А есть такие люди, которые с плохими словами даже незнакомы. Хотя, может быть, и знакомы, но вслух их никогда не произносят. Речь этих людей полирует мою поверхность так, что я иногда само удивляюсь, насколько сильно и ярко она блестит. И мне тогда кажется, что надо мной дышат, чтобы эта поверхность всегда оставалась такой зеркальной и ровной. На ней ты, сколько не ищи, не найдёшь даже крохотной царапинки. Потому что люди, которые хорошо обращаются с человеком, внутри которого я нахожусь, прежде всего, хорошо обращаются со мной. Они этого не знают, но так происходит.
— Получается, что для того, чтобы твоя поверхность всегда оставалась гладкой и блестящей, только и надо, чтобы человеку не говорили ранящих тебя слов?
— В основном — да. Есть, конечно, причины, которые могут заставить меня заболеть и поцарапать мою поверхность…
— Например?
— Например, войны или болезни.
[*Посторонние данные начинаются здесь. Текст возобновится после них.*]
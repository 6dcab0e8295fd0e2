//! orbipax-storage
//!
//! The persistence port for step records and its adapters: in-memory,
//! local JSON files, and S3. Every adapter is scoped to one organization.

pub mod client;
pub mod error;
pub mod file;
pub mod memory;
pub mod objects;
pub mod port;
pub mod s3;
use orbipax_core::step::WizardStepId;

use crate::StepSchema;
use crate::rules::{FieldKind, FieldSpec};

/// The review step's own form. Aggregate checks across steps live in
/// [`crate::submission`].
pub struct ReviewSchema;

const FIELDS: &[FieldSpec] = &[
    FieldSpec::required(
        "confirmedAccuracy",
        "Confirmation that the information is accurate",
        FieldKind::MustBeTrue,
    ),
    FieldSpec::optional(
        "reviewerNotes",
        "Reviewer notes",
        FieldKind::Text { min: 1, max: 2000 },
    ),
];

impl StepSchema for ReviewSchema {
    fn step(&self) -> WizardStepId {
        WizardStepId::Review
    }

    fn fields(&self) -> &'static [FieldSpec] {
        FIELDS
    }
}
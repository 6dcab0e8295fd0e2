use orbipax_core::normalize::normalize_phone_number;
use orbipax_core::step::WizardStepId;

use crate::StepSchema;
use crate::engine::lookup;
use crate::rules::{
    CrossCheck, DateBound, Document, FieldKind, FieldSpec, ValidationContext, ValidationIssue,
};

pub struct DemographicsSchema;

pub const GENDERS: &[&str] = &["male", "female", "non_binary", "other", "prefer_not_to_say"];

const ADDRESS: &[FieldSpec] = &[
    FieldSpec::required("street1", "Street address", FieldKind::Text { min: 1, max: 100 }),
    FieldSpec::optional("street2", "Street address line 2", FieldKind::Text { min: 1, max: 100 }),
    FieldSpec::required("city", "City", FieldKind::Text { min: 1, max: 60 }),
    FieldSpec::required("state", "State", FieldKind::StateCode),
    FieldSpec::required("zipCode", "ZIP code", FieldKind::ZipCode),
];

const EMERGENCY_CONTACT: &[FieldSpec] = &[
    FieldSpec::required("name", "Emergency contact name", FieldKind::Name),
    FieldSpec::required(
        "relationship",
        "Emergency contact relationship",
        FieldKind::Text { min: 1, max: 50 },
    ),
    FieldSpec::required("phone", "Emergency contact phone", FieldKind::Phone),
];

const FIELDS: &[FieldSpec] = &[
    FieldSpec::required("firstName", "First name", FieldKind::Name),
    FieldSpec::optional("middleName", "Middle name", FieldKind::Name),
    FieldSpec::required("lastName", "Last name", FieldKind::Name),
    FieldSpec::optional("preferredName", "Preferred name", FieldKind::Name),
    FieldSpec::required("dateOfBirth", "Date of birth", FieldKind::Date(DateBound::Birth)),
    FieldSpec::required("gender", "Gender", FieldKind::OneOf(GENDERS)),
    FieldSpec::optional("email", "Email", FieldKind::Email),
    FieldSpec::required("phone", "Phone number", FieldKind::Phone),
    FieldSpec::required("address", "Address", FieldKind::Object(ADDRESS)),
    FieldSpec::optional(
        "emergencyContact",
        "Emergency contact",
        FieldKind::Object(EMERGENCY_CONTACT),
    ),
];

/// The emergency contact has to be reachable some other way than the client.
fn emergency_phone_differs(
    doc: &Document,
    _ctx: &ValidationContext,
    issues: &mut Vec<ValidationIssue>,
) {
    let Some(own) = lookup::text(doc, "phone") else {
        return;
    };
    let Some(contact) = lookup::object(doc, "emergencyContact") else {
        return;
    };
    if let Some(theirs) = lookup::text(contact, "phone")
        && normalize_phone_number(theirs) == normalize_phone_number(own)
    {
        issues.push(ValidationIssue::new(
            &["emergencyContact", "phone"],
            "Emergency contact phone must differ from the client's phone",
        ));
    }
}

const CHECKS: &[CrossCheck] = &[emergency_phone_differs];

impl StepSchema for DemographicsSchema {
    fn step(&self) -> WizardStepId {
        WizardStepId::Demographics
    }

    fn fields(&self) -> &'static [FieldSpec] {
        FIELDS
    }

    fn checks(&self) -> &'static [CrossCheck] {
        CHECKS
    }
}
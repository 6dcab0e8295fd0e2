use orbipax_core::step::WizardStepId;

use crate::StepSchema;
use crate::engine::{lookup, parse_date};
use crate::rules::{
    Condition, CrossCheck, DateBound, Document, FieldKind, FieldSpec, ValidationContext,
    ValidationIssue,
};

pub struct InsuranceSchema;

pub const SUBSCRIBER_RELATIONSHIPS: &[&str] = &["self", "spouse", "child", "other"];

pub const MAX_COVERAGES: usize = 3;

const HAS_INSURANCE: Condition = Condition {
    description: "client reports insurance coverage",
    holds: |doc| Condition::flag(doc, "hasInsurance"),
};

const COVERAGE_FIELDS: &[FieldSpec] = &[
    FieldSpec::required("carrier", "Insurance carrier", FieldKind::Text { min: 1, max: 100 }),
    FieldSpec::required("memberId", "Member ID", FieldKind::MemberId),
    FieldSpec::optional("groupNumber", "Group number", FieldKind::Text { min: 1, max: 30 }),
    FieldSpec::required("subscriberName", "Subscriber name", FieldKind::Name),
    FieldSpec::required(
        "relationshipToSubscriber",
        "Relationship to subscriber",
        FieldKind::OneOf(SUBSCRIBER_RELATIONSHIPS),
    ),
    FieldSpec::required("effectiveDate", "Effective date", FieldKind::Date(DateBound::Any)),
    FieldSpec::optional("expirationDate", "Expiration date", FieldKind::Date(DateBound::Any)),
    FieldSpec::optional("isPrimary", "Primary coverage", FieldKind::Bool),
];

const COVERAGE: FieldKind = FieldKind::Object(COVERAGE_FIELDS);

const FIELDS: &[FieldSpec] = &[
    FieldSpec::required("hasInsurance", "Insurance status", FieldKind::Bool),
    FieldSpec::required_when(
        "coverages",
        "Insurance coverage",
        HAS_INSURANCE,
        FieldKind::List {
            item: &COVERAGE,
            min: 0,
            max: MAX_COVERAGES,
        },
    ),
];

fn coverage_matches_status(
    doc: &Document,
    _ctx: &ValidationContext,
    issues: &mut Vec<ValidationIssue>,
) {
    let insured = lookup::is_true(doc, "hasInsurance");
    match lookup::len(doc, "coverages") {
        Some(0) if insured => issues.push(ValidationIssue::new(
            &["coverages"],
            "At least one coverage is required when the client is insured",
        )),
        Some(n) if n > 0 && !insured => issues.push(ValidationIssue::new(
            &["coverages"],
            "Remove coverage details or indicate that the client is insured",
        )),
        _ => {}
    }
}

fn single_primary(doc: &Document, _ctx: &ValidationContext, issues: &mut Vec<ValidationIssue>) {
    let primaries = lookup::entries(doc, "coverages").filter(|(_, c)| lookup::is_true(c, "isPrimary"));
    for (index, _) in primaries.skip(1) {
        issues.push(ValidationIssue::new(
            &["coverages", &index.to_string(), "isPrimary"],
            "Only one coverage can be primary",
        ));
    }
}

fn expiration_after_effective(
    doc: &Document,
    _ctx: &ValidationContext,
    issues: &mut Vec<ValidationIssue>,
) {
    for (index, coverage) in lookup::entries(doc, "coverages") {
        let effective = lookup::text(coverage, "effectiveDate").and_then(parse_date);
        let expiration = lookup::text(coverage, "expirationDate").and_then(parse_date);
        if let (Some(effective), Some(expiration)) = (effective, expiration)
            && expiration < effective
        {
            issues.push(ValidationIssue::new(
                &["coverages", &index.to_string(), "expirationDate"],
                "Expiration date cannot be before the effective date",
            ));
        }
    }
}

const CHECKS: &[CrossCheck] = &[
    coverage_matches_status,
    single_primary,
    expiration_after_effective,
];

impl StepSchema for InsuranceSchema {
    fn step(&self) -> WizardStepId {
        WizardStepId::Insurance
    }

    fn fields(&self) -> &'static [FieldSpec] {
        FIELDS
    }

    fn checks(&self) -> &'static [CrossCheck] {
        CHECKS
    }
}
Но, как ни странно, даже такие события не оказывают на меня столь губительного влияния, как грубость и отсутствие человечности. И знаешь, почему?
— Если честно — нет.
— Ответ здесь очень простой. Если один человек заболел, то с ним рядом может оказаться другой, который будет делать всё, чтобы тот, первый, поправился. И, представляешь, такие чудеса случаются. Добрые и ласковые слова, и главное — вовремя сказанные, порой действуют лучше лекарств, потому что такие слова произносятся искренне и исходят из глубины другого сердца. А я это сразу же чувствую.
— А как?
— Вот тут я тебе не отвечу. Но у меня появляется такое чувство, что между мной и сердцем другого человека натягивается что-то вроде струн. И эти струны начинают звучать одинаково. Словно невидимый настройщик приложил максимум усилий, чтобы между этим звучанием не было погрешностей.
— А каких людей в твоей жизни… ой, то есть в жизни человека, обычно бывает больше?
— Кому как повезёт. Правда, есть ещё одна категория людей. Безразличных. Они ни на что не реагируют. Или делают вид, что не реагируют, но хороших слов от них не услышать. Впрочем, как и плохих.
— А эти слова отзываются в тебе тоже?
— Да, но это реакция удивления. При этом моя поверхность не царапается, она просто начинает блестеть не так сильно. Она словно тускнеет. Безразличие — не самая лучшая вещь, скажу я тебе.
— Что же нужно, чтобы ты всегда оставалось здоровым и чтобы твоя поверхность как можно дольше не царапалась?
— Ну, добиться такого, на мой взгляд, очень трудно, но постараться кое-что сделать всё же можно. А для этого надо, чтобы люди как можно чаще относились друг к другу именно так, как и должны относиться люди: с теплотой, с добром, с любовью. Чтобы каждый человек прежде, чем что-то произнесёт, тысячу раз подумал бы, а стоит ли это вообще произносить.
Хотя нет. Вот здесь я преувеличиваю, конечно. Тысячи раз будет много. Вполне достаточно и одного раза. Всего одного!